Hubert Cardinaud è un piccolo borghese, impiegato che si da delle arie  perché è il primo  della sua scalcagnata famiglia ad aver fatto un salto di qualità. Una domenica mattina al ritorno dalla messa rientra a casa e anziché trovare come sempre la moglie ad aspettarlo con i due figli si ritrova il vuoto. La sua Marthe che amava da sempre, fin da quando era un ragazzino 15enne, se n’è andata. Ha lasciato la piccola Denise di 8 mesi alla vicina, ha preso tutti i risparmi che erano in casa e ha fatto perdere le sue tracce. Hubert si ritrova con pochi spiccioli in tasca, due bambini  da gestire e una moglie da rincorrere, stanare e riportare all’ovile.

Il romanzo è la cronaca fedele dei suoi pensieri quando scopre che Marthe è scappata con un altro uomo e dei suoi tentativi per barcamenarsi durante la ricerca della moglie. La donna che amava da sempre ha spezzato la solita routine e forse è fuggita perché non si riconosceva più nel ruolo in cui l’aveva incasellata Hubert.

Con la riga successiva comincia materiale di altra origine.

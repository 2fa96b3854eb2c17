//! Damage, death, respawn and team scoring state machines.
//!
//! These are the pure state transitions; the relay server owns the timers
//! that drive respawns and score resets.

use crate::types::Team;

/// Health and liveness of one player. Health stays in `[0, 100]`.
#[derive(Debug, Clone, Copy, PartialEq, Eq)]
pub struct CombatState {
    pub hp: i32,
    pub alive: bool,
}

impl Default for CombatState {
    fn default() -> Self {
        Self {
            hp: 100,
            alive: true,
        }
    }
}

#[derive(Debug, Clone, Copy, PartialEq, Eq)]
pub enum DamageOutcome {
    /// Victim already dead; dropped without effect.
    Ignored,
    Damaged,
    /// Health reached zero on this application; exactly one per life.
    Killed,
}

impl CombatState {
    pub fn apply_damage(&mut self, amount: i32) -> DamageOutcome {
        if !self.alive {
            return DamageOutcome::Ignored;
        }
        self.hp = (self.hp - amount).clamp(0, 100);
        if self.hp == 0 {
            self.alive = false;
            DamageOutcome::Killed
        } else {
            DamageOutcome::Damaged
        }
    }

    /// Valid only while dead; returns whether the transition happened.
    pub fn respawn(&mut self) -> bool {
        if self.alive {
            return false;
        }
        self.hp = 100;
        self.alive = true;
        true
    }
}

/// Team kill counters and the round-over latch.
#[derive(Debug, Clone, Copy)]
pub struct Scoreboard {
    pub red: u32,
    pub blue: u32,
    limit: u32,
    round_over: bool,
}

impl Scoreboard {
    #[must_use]
    pub fn new(limit: u32) -> Self {
        Self {
            red: 0,
            blue: 0,
            limit,
            round_over: false,
        }
    }

    /// Credit a kill to `team`. Returns the winner exactly once, on the kill
    /// that reaches the limit; later kills still count but cannot re-trigger
    /// the announcement until [`Self::reset`].
    pub fn record_kill(&mut self, team: Team) -> Option<Team> {
        let counter = match team {
            Team::Red => &mut self.red,
            Team::Blue => &mut self.blue,
        };
        *counter += 1;
        if *counter >= self.limit && !self.round_over {
            self.round_over = true;
            Some(team)
        } else {
            None
        }
    }

    pub fn reset(&mut self) {
        self.red = 0;
        self.blue = 0;
        self.round_over = false;
    }
}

Un caso come tanti nella vita, ma che Simenon racconta scandagliando soprattutto la vita interiore dei suoi protagonisti…..un  romanzo psicologico con finale a sorpresa.

 

Juan Gabriel Vásquez   “Gli informatori”    -Feltrinelli-   euro   18,00

In questo romanzo dello scrittore, nato a Bogotà nel 1973, ci sono la Colombia e una pagina di Storia poco conosciuta durante la 2° Guerra Mondiale. Quella del destino degli immigrati tedeschi che quando il paese sudamericano si schierò contro l’Asse del Male (Germania, Italia e Giappone) creò delle Liste Nere (se venivi iscritto perdevi i diritti civili ed eri isolato in appositi luoghi) in cui finirono imbrigliati anche profughi tedeschi in fuga dalla follia hitleriana e che col nazismo non avevano nulla da spartire.

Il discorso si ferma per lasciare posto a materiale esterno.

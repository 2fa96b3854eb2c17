//! Player kinematics: gravity, jumping, climbing, and wall collision.

use collision_static::{Aabb, StaticWorld};
use data_runtime::input::MovementCfg;
use glam::{Quat, Vec3, vec3};

/// Per-second movement constants (see `data_runtime::input::MovementCfg`
/// for the shipped reference values).
#[derive(Debug, Clone, Copy)]
pub struct MoveTuning {
    pub gravity: f32,
    pub jump_speed: f32,
    pub move_speed: f32,
    pub climb_speed: f32,
    pub eye_height: f32,
}

impl Default for MoveTuning {
    fn default() -> Self {
        Self::from_cfg(&MovementCfg::default())
    }
}

impl MoveTuning {
    #[must_use]
    pub fn from_cfg(cfg: &MovementCfg) -> Self {
        Self {
            gravity: cfg.gravity,
            jump_speed: cfg.jump_speed,
            move_speed: cfg.move_speed,
            climb_speed: cfg.climb_speed,
            eye_height: cfg.eye_height,
        }
    }
}

/// Held movement intents for one tick.
#[derive(Debug, Clone, Copy, Default)]
pub struct MoveIntent {
    pub forward: bool,
    pub backward: bool,
    pub strafe_left: bool,
    pub strafe_right: bool,
    pub jump: bool,
}

/// Kinematic state of one player. The position is the feet; the collision
/// box is 0.5 x 2.0 x 0.5 centered one unit above it.
#[derive(Debug, Clone, Copy)]
pub struct PlayerBody {
    pub pos: Vec3,
    pub yaw: f32,
    pub pitch: f32,
    pub vel_y: f32,
    pub grounded: bool,
    pub climbing: bool,
}

impl PlayerBody {
    #[must_use]
    pub fn at(pos: Vec3) -> Self {
        Self {
            pos,
            yaw: 0.0,
            pitch: 0.0,
            vel_y: 0.0,
            grounded: true,
            climbing: false,
        }
    }

    #[must_use]
    pub fn collision_box_at(pos: Vec3) -> Aabb {
        Aabb::from_center_size(pos + vec3(0.0, 1.0, 0.0), vec3(0.5, 2.0, 0.5))
    }

    /// One fixed tick of vertical and horizontal integration.
    pub fn step(
        &mut self,
        intent: &MoveIntent,
        tuning: &MoveTuning,
        world: &StaticWorld,
        dt: f32,
    ) {
        self.climbing = world.overlaps_climb(&Self::collision_box_at(self.pos));

        if self.climbing {
            // Climb input replaces gravity; grounded stays true so the
            // player can jump off the volume. No ground clamp here: a climb
            // volume may extend below the plane.
            self.vel_y = 0.0;
            self.grounded = true;
            if intent.forward {
                self.pos.y += tuning.climb_speed * dt;
            }
            if intent.backward {
                self.pos.y -= tuning.climb_speed * dt;
            }
            if intent.jump {
                self.vel_y = tuning.jump_speed;
                self.grounded = false;
                self.pos.y += self.vel_y * dt;
            }
        } else {
            self.vel_y -= tuning.gravity * dt;
            self.pos.y += self.vel_y * dt;
            if self.pos.y <= 0.0 {
                self.pos.y = 0.0;
                self.vel_y = 0.0;
                self.grounded = true;
            }
            if intent.jump && self.grounded {
                self.vel_y = tuning.jump_speed;
                self.grounded = false;
            }
        }

        // Horizontal intent in local space; forward/back feed the climb axis
        // instead while on a volume.
        let mut dir = Vec3::ZERO;
        if !self.climbing {
            if intent.forward {
                dir.z -= 1.0;
            }
            if intent.backward {
                dir.z += 1.0;
            }
        }
        if intent.strafe_left {
            dir.x -= 1.0;
        }
        if intent.strafe_right {
            dir.x += 1.0;
        }
        if dir.length_squared() > 1e-6 {
            let step = Quat::from_rotation_y(self.yaw) * dir.normalize() * tuning.move_speed * dt;
            let prev = self.pos;
            self.pos.x += step.x;
            self.pos.z += step.z;
            // On any wall overlap, both axes roll back together; diagonal
            // sliding along a wall is deliberately unsupported.
            if world.overlaps_obstacle(&Self::collision_box_at(self.pos)) {
                self.pos.x = prev.x;
                self.pos.z = prev.z;
            }
        }
    }
}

Su questo sfondo storico l’autore colloca la vicenda dei Santoro –padre e figlio- e un racconto che scruta il potere e i limiti delle parole, il perdono e le colpe dei genitori che ricadono sui figli.

Il padre Gabriel è un avvocato, famoso oratore studioso dei classici, vedovo che si è ritirato in una sorta di eremitaggio. E’ in rotta col mondo ma soprattutto col figlio (anche lui, voce narrante, si chiama Gabriel junior) che ha scritto il libro “Una vita in esilio” protagonista l’ebrea scampata al nazismo Sara Guterman, amica di gioventù del padre. Gabriel senior ha pubblicamente deriso e criticato aspramente l’opera del figlio. Ma cosa ha determinato un simile atteggiamento e quanto è profondo e irrimediabile il solco creatosi tra i due?

Il romanzo inizia con il padre che deve subire un intervento  rischioso e tenta di riallacciare il rapporto con il figlio che non vedeva da anni e da lì in poi è un susseguirsi di sviluppi imprevedibili, tentativi di riavvicinamento, riemergere del passato e morte che ribalta le cose.